Узнав голос Куэнте-толстого и, главное, услыхав две последние фразы, Кольб сразу понял, что речь идет о его хозяине, и удивление его возросло, когда он различил голос Серизе.
«Мальчишка, который ел его хлеб!» — подумал он в негодовании.
— Друзья мои, — сказал Дублон, — надобно вот как поступить. Мы поставим наших людей на приличном расстоянии друг от друга, начиная с бульвара Болье и площади Мюрье, во всех направлениях, чтобы вернее выследить Простака. Право, эта кличка мне нравится! Но поставим так, чтобы он не заметил, что за ним следят. И глаз с него не спустим, покуда не выследим, в каком доме он считает себя в безопасности; ну, тогда оставим его на некоторое время в покое, а потом, в один прекрасный день, на восходе или на закате солнца, как будто невзначай натолкнемся на него.
— Что-то он сейчас поделывает? А ну, как он скроется? — сказал Куэнте-толстый.
— Посиживает у себя дома, — сказал мэтр Дублон. — Ежели бы он куда-нибудь ушел, я уже знал бы. Один из моих помощников сторожит на площади Мюрье, другой — на углу у здания суда, а третий — в тридцати шагах от моего дома. Стоит сему мужу выглянуть на улицу, как послышатся их условные свистки, и он не сделает и трех шагов, как я уже об этом узнаю не хуже, чем из телеграфного донесения.
Судебные приставы дают своим сыщикам почетное наименование: помощники.

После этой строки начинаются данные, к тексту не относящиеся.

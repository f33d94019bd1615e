//! Orchestrator configuration.
//!
//! One struct carries every tunable: stage defaults, backoff, budget
//! thresholds, buffer stock levels, cache TTLs, probe timeouts. `Default`
//! holds the canonical production constants; [`OrchestratorConfig::from_env`]
//! layers `NEXUS_*` environment overrides (a `.env` file is honored) on
//! top for deployment-specific tuning.

use std::time::Duration;

use crate::buffer::BufferConfig;
use crate::cost::{BudgetThresholds, Usd};
use crate::health::DEFAULT_PROBE_TIMEOUT;
use crate::retry::RetryPolicy;
use crate::stage::StageConfig;

/// Everything the runner and its subsystems read.
#[derive(Debug, Clone)]
pub struct OrchestratorConfig {
    /// Defaults applied to stages that don't override their config.
    pub stage_defaults: StageConfig,
    /// Default retry/backoff policy stage bodies start from.
    pub retry: RetryPolicy,
    /// Per-probe preflight timeout.
    pub probe_timeout: Duration,
    /// Wall-clock ceiling for a whole run; stage timeouts nest under it.
    pub pipeline_timeout: Duration,
    pub buffer: BufferConfig,
    pub budget_thresholds: BudgetThresholds,
    /// Credit pool the budget document starts from.
    pub initial_credit: Usd,
    /// Daily YouTube API unit cap.
    pub youtube_daily_quota: u64,
    pub incident_cache_ttl: chrono::Duration,
    pub alert_channel_capacity: usize,
}

impl Default for OrchestratorConfig {
    fn default() -> Self {
        Self {
            stage_defaults: StageConfig::default(),
            retry: RetryPolicy::default(),
            probe_timeout: DEFAULT_PROBE_TIMEOUT,
            pipeline_timeout: Duration::from_secs(45 * 60),
            buffer: BufferConfig::default(),
            budget_thresholds: BudgetThresholds::default(),
            initial_credit: Usd::from_dollars(300.0),
            youtube_daily_quota: 10_000,
            incident_cache_ttl: chrono::Duration::minutes(5),
            alert_channel_capacity: 128,
        }
    }
}

impl OrchestratorConfig {
    /// Defaults with `NEXUS_*` environment overrides applied.
    #[must_use]
    pub fn from_env() -> Self {
        dotenvy::dotenv().ok();
        let mut config = Self::default();

        if let Some(secs) = env_u64("NEXUS_STAGE_TIMEOUT_SECS") {
            config.stage_defaults.timeout = Duration::from_secs(secs);
        }
        if let Some(retries) = env_u64("NEXUS_STAGE_RETRIES") {
            config.stage_defaults.retries = retries as u32;
            config.retry.max_retries = retries as u32;
        }
        if let Some(secs) = env_u64("NEXUS_PIPELINE_TIMEOUT_SECS") {
            config.pipeline_timeout = Duration::from_secs(secs);
        }
        if let Some(secs) = env_u64("NEXUS_PROBE_TIMEOUT_SECS") {
            config.probe_timeout = Duration::from_secs(secs);
        }
        if let Some(minimum) = env_u64("NEXUS_BUFFER_MINIMUM") {
            config.buffer.minimum = minimum as u32;
        }
        if let Some(warning) = env_u64("NEXUS_BUFFER_WARNING") {
            config.buffer.warning = warning as u32;
        }
        if let Some(days) = env_u64("NEXUS_BUFFER_RETENTION_DAYS") {
            config.buffer.retention = chrono::Duration::days(days as i64);
        }
        if let Some(dollars) = env_f64("NEXUS_BUDGET_WARNING_USD") {
            config.budget_thresholds.per_video_warning = Usd::from_dollars(dollars);
        }
        if let Some(dollars) = env_f64("NEXUS_BUDGET_CRITICAL_USD") {
            config.budget_thresholds.per_video_critical = Usd::from_dollars(dollars);
        }
        if let Some(dollars) = env_f64("NEXUS_INITIAL_CREDIT_USD") {
            config.initial_credit = Usd::from_dollars(dollars);
        }
        if let Some(units) = env_u64("NEXUS_YOUTUBE_DAILY_QUOTA") {
            config.youtube_daily_quota = units;
        }
        config
    }
}

fn env_u64(key: &str) -> Option<u64> {
    std::env::var(key).ok()?.trim().parse().ok()
}

fn env_f64(key: &str) -> Option<f64> {
    std::env::var(key).ok()?.trim().parse().ok()
}
//! Run-level cooperative cancellation.
//!
//! A [`CancelHandle`]/[`CancelToken`] pair is created per pipeline run. The
//! token is cloned into every stage input; all I/O inside a stage races
//! against it, so one signal stops the whole run. Cancelled stages persist
//! a `cancelled` slot and never emit a completion event.

use tokio::sync::watch;

use crate::errors::{NexusError, Severity};

/// Code carried by the error surfaced from a cancelled run.
pub const CODE_CANCELLED: &str = "NEXUS_PIPELINE_CANCELLED";

/// Create a linked cancellation pair.
#[must_use]
pub fn cancel_pair() -> (CancelHandle, CancelToken) {
    let (tx, rx) = watch::channel(false);
    (CancelHandle { tx }, CancelToken { rx })
}

/// Owner side: signals cancellation to every clone of the token.
#[derive(Debug)]
pub struct CancelHandle {
    tx: watch::Sender<bool>,
}

impl CancelHandle {
    pub fn cancel(&self) {
        let _ = self.tx.send(true);
    }

    #[must_use]
    pub fn token(&self) -> CancelToken {
        CancelToken {
            rx: self.tx.subscribe(),
        }
    }
}

/// Observer side, cheap to clone into stage inputs.
#[derive(Debug, Clone)]
pub struct CancelToken {
    rx: watch::Receiver<bool>,
}

impl CancelToken {
    /// A token that can never fire (for tests and detached work).
    #[must_use]
    pub fn never() -> Self {
        let (tx, rx) = watch::channel(false);
        // Keep the sender alive forever so the channel never closes.
        std::mem::forget(tx);
        Self { rx }
    }

    #[must_use]
    pub fn is_cancelled(&self) -> bool {
        *self.rx.borrow()
    }

    /// Resolve when cancellation fires (or the handle is dropped).
    pub async fn cancelled(&self) {
        let mut rx = self.rx.clone();
        if *rx.borrow() {
            return;
        }
        loop {
            if rx.changed().await.is_err() {
                // Handle dropped without cancelling: park forever, the
                // surrounding select! owns the other branch.
                std::future::pending::<()>().await;
            }
            if *rx.borrow() {
                return;
            }
        }
    }

    /// The error a cancelled run surfaces.
    #[must_use]
    pub fn cancellation_error(stage: &str) -> NexusError {
        NexusError::new(CODE_CANCELLED, Severity::Critical, "pipeline run cancelled")
            .with_stage(stage)
    }
}
// ── Tests ──────────────────────────────────────────────────────────────

#[cfg(test)]
mod tests {
    use super::*;
    use crate::collaborators::ManualClock;
    use crate::store::MemoryDocumentStore;
    use chrono::TimeZone;

    fn clock() -> Arc<ManualClock> {
        Arc::new(ManualClock::new(
            Utc.with_ymd_and_hms(2026, 1, 22, 6, 0, 0).unwrap(),
        ))
    }

    fn inventory(clock: Arc<ManualClock>) -> BufferInventory {
        BufferInventory::new(
            Arc::new(MemoryDocumentStore::new()),
            clock,
            BufferConfig::default(),
        )
    }

    async fn seed(inv: &BufferInventory, topic: &str, created: DateTime<Utc>) -> BufferVideo {
        let mut video = BufferVideo::new(
            topic,
            format!("gs://buffers/{topic}.mp4"),
            format!("gs://buffers/{topic}.png"),
            created,
        );
        video.created_date = created;
        inv.add(&video).await.unwrap();
        video
    }

    #[tokio::test]
    async fn selection_prefers_least_deployed_then_fifo() {
        let clock = clock();
        let inv = inventory(clock.clone());
        let t0 = clock.now();

        let older = seed(&inv, "older", t0 - chrono::Duration::days(3)).await;
        let _newer = seed(&inv, "newer", t0 - chrono::Duration::days(1)).await;
        let mut veteran = seed(&inv, "veteran", t0 - chrono::Duration::days(9)).await;
        veteran.deployment_count = 2;
        inv.add(&veteran).await.unwrap();

        let picked = inv.select_for_deployment().await.unwrap();
        // Never-deployed wins over the veteran; FIFO among the fresh pair.
        assert_eq!(picked.id, older.id);
    }

    #[tokio::test]
    async fn empty_inventory_is_exhausted() {
        let inv = inventory(clock());
        assert!(matches!(
            inv.select_for_deployment().await,
            Err(BufferError::Exhausted)
        ));
    }

    #[tokio::test]
    async fn claim_flips_used_and_counts() {
        let clock = clock();
        let inv = inventory(clock.clone());
        let video = seed(&inv, "t", clock.now()).await;

        let claimed = inv.claim(&video.id).await.unwrap();
        assert!(claimed.used);
        assert_eq!(claimed.status, BufferStatus::Deployed);
        assert_eq!(claimed.deployment_count, 1);
        assert_eq!(claimed.used_date, Some(clock.now()));

        // Second deployment of the same slot fails typed, inventory intact.
        let err = inv.claim(&video.id).await.unwrap_err();
        assert!(matches!(err, BufferError::AlreadyUsed { .. }));
        let stored = inv.get(&video.id).await.unwrap().unwrap();
        assert_eq!(stored, claimed);
    }

    #[tokio::test]
    async fn concurrent_claims_pick_distinct_buffers() {
        let clock = clock();
        let store: Arc<dyn DocumentStore> = Arc::new(MemoryDocumentStore::new());
        let inv = Arc::new(BufferInventory::new(
            store.clone(),
            clock.clone(),
            BufferConfig::default(),
        ));
        let t0 = clock.now();
        seed(&inv, "a", t0 - chrono::Duration::days(2)).await;
        seed(&inv, "b", t0 - chrono::Duration::days(1)).await;

        let (left, right) = tokio::join!(
            {
                let inv = Arc::clone(&inv);
                async move { inv.claim_next().await.unwrap() }
            },
            {
                let inv = Arc::clone(&inv);
                async move { inv.claim_next().await.unwrap() }
            }
        );
        assert_ne!(left.id, right.id);
    }

    #[tokio::test]
    async fn publish_failure_rolls_back_status_only() {
        let clock = clock();
        let inv = inventory(clock.clone());
        let video = seed(&inv, "t", clock.now()).await;
        let claimed = inv.claim(&video.id).await.unwrap();

        inv.release_after_publish_failure(&claimed.id).await.unwrap();
        let stored = inv.get(&claimed.id).await.unwrap().unwrap();
        assert_eq!(stored.status, BufferStatus::Active);
        assert!(stored.used);
        assert_eq!(stored.deployment_count, 1);

        // Operator redeploy bumps the count and transitions again.
        let redeployed = inv.redeploy(&claimed.id).await.unwrap();
        assert_eq!(redeployed.status, BufferStatus::Deployed);
        assert_eq!(redeployed.deployment_count, 2);
    }

    #[tokio::test]
    async fn health_at_minimum_is_critical_not_warning() {
        let clock = clock();
        let inv = inventory(clock.clone());
        seed(&inv, "a", clock.now()).await;
        seed(&inv, "b", clock.now()).await;

        // Two available: healthy under the default thresholds.
        let health = inv.health_status().await.unwrap();
        assert_eq!(health.available_count, 2);
        assert_eq!(health.status, BufferHealth::Healthy);

        // Drop to exactly the minimum (1): the transition jumps straight
        // to critical, never passing through warning.
        let victim = inv.select_for_deployment().await.unwrap();
        inv.claim(&victim.id).await.unwrap();
        let health = inv.health_status().await.unwrap();
        assert_eq!(health.available_count, 1);
        assert_eq!(health.status, BufferHealth::Critical);

        // Zero available remains critical.
        let last = inv.select_for_deployment().await.unwrap();
        inv.claim(&last.id).await.unwrap();
        let health = inv.health_status().await.unwrap();
        assert_eq!(health.available_count, 0);
        assert_eq!(health.status, BufferHealth::Critical);
        assert_eq!(health.deployed_count, 2);
    }

    #[tokio::test]
    async fn health_cache_expires_with_clock() {
        let clock = clock();
        let inv = inventory(clock.clone());
        seed(&inv, "a", clock.now()).await;
        seed(&inv, "b", clock.now()).await;
        seed(&inv, "c", clock.now()).await;

        let first = inv.health_status().await.unwrap();
        assert_eq!(first.available_count, 3);

        // Mutate behind the cache's back via a second inventory handle on
        // a different store view; here simply advance past the TTL and
        // confirm a recount happens after mutation through this handle.
        let victim = inv.select_for_deployment().await.unwrap();
        inv.claim(&victim.id).await.unwrap();
        // Claim invalidates, so the next read is fresh.
        assert_eq!(inv.health_status().await.unwrap().available_count, 2);

        clock.advance(chrono::Duration::minutes(6));
        assert_eq!(inv.health_status().await.unwrap().available_count, 2);
    }

    #[tokio::test]
    async fn archive_promotes_only_past_retention() {
        let clock = clock();
        let inv = inventory(clock.clone());
        let video = seed(&inv, "old", clock.now()).await;
        inv.claim(&video.id).await.unwrap();

        assert!(inv.archive_expired().await.unwrap().is_empty());
        clock.advance(chrono::Duration::days(31));
        let archived = inv.archive_expired().await.unwrap();
        assert_eq!(archived, vec![video.id.clone()]);
        let stored = inv.get(&video.id).await.unwrap().unwrap();
        assert_eq!(stored.status, BufferStatus::Archived);
    }
}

Кольб и не рассчитывал на столь благоприятный случай; он потихоньку вышел из канцелярии и сказал служанке:
— Господин Дублон, как видно, освободится не скоро, так я понаведаюсь завтра утром.
Эльзасца, отставного кавалериста, осенила мысль, которую он тут же положил привести в исполнение. Он побежал к своему знакомому, который, давал внаймы лошадей, выбрал коня получше, оседлал его, а сам пешком воротился к хозяину. Ева была в полнейшем отчаянии.
— Что случилось, Кольб? — спросил типограф, вглядываясь в испуганное и вместе с тем веселое лицо эльзасца.
— Вас окрушают мошеники! Нато карошо прятать козяин. Ви, сутарыня, знаете, кута мошно его прятать?
Когда честный Кольб рассказал о предательстве Серизе, об окружении дома, о том, какое участие в этом деле принимает Куэнте-толстый, и обрисовал те козни, которые строят эти люди, положение Давида представилось в самом зловещем свете.
— Тебя преследуют Куэнте! — вскричала бедная Ева, подавленная этим известием. — Вот почему Метивье был так жесток… Ведь они — бумажные фабриканты, они хотят овладеть твоим изобретением.
— Но как спастись от них? — вскричала г-жа Шардон.
— Сутарыня, нато кута-нипутъ прятать козяина, — опять сказал Кольб. — Я отвезу нашего козяин, никто не путет знать.
— Как только стемнеет, идите к Базине Клерже, — отвечала Ева, — а я схожу туда сейчас же и условлюсь с ней обо всем. В таких обстоятельствах я могу положиться на Базину, как на самое себя.
— Сыщики проследят за тобой, — сказал наконец Давид, собравшись несколько с духом. — Надо найти способ предупредить Базину, не заходя к ней.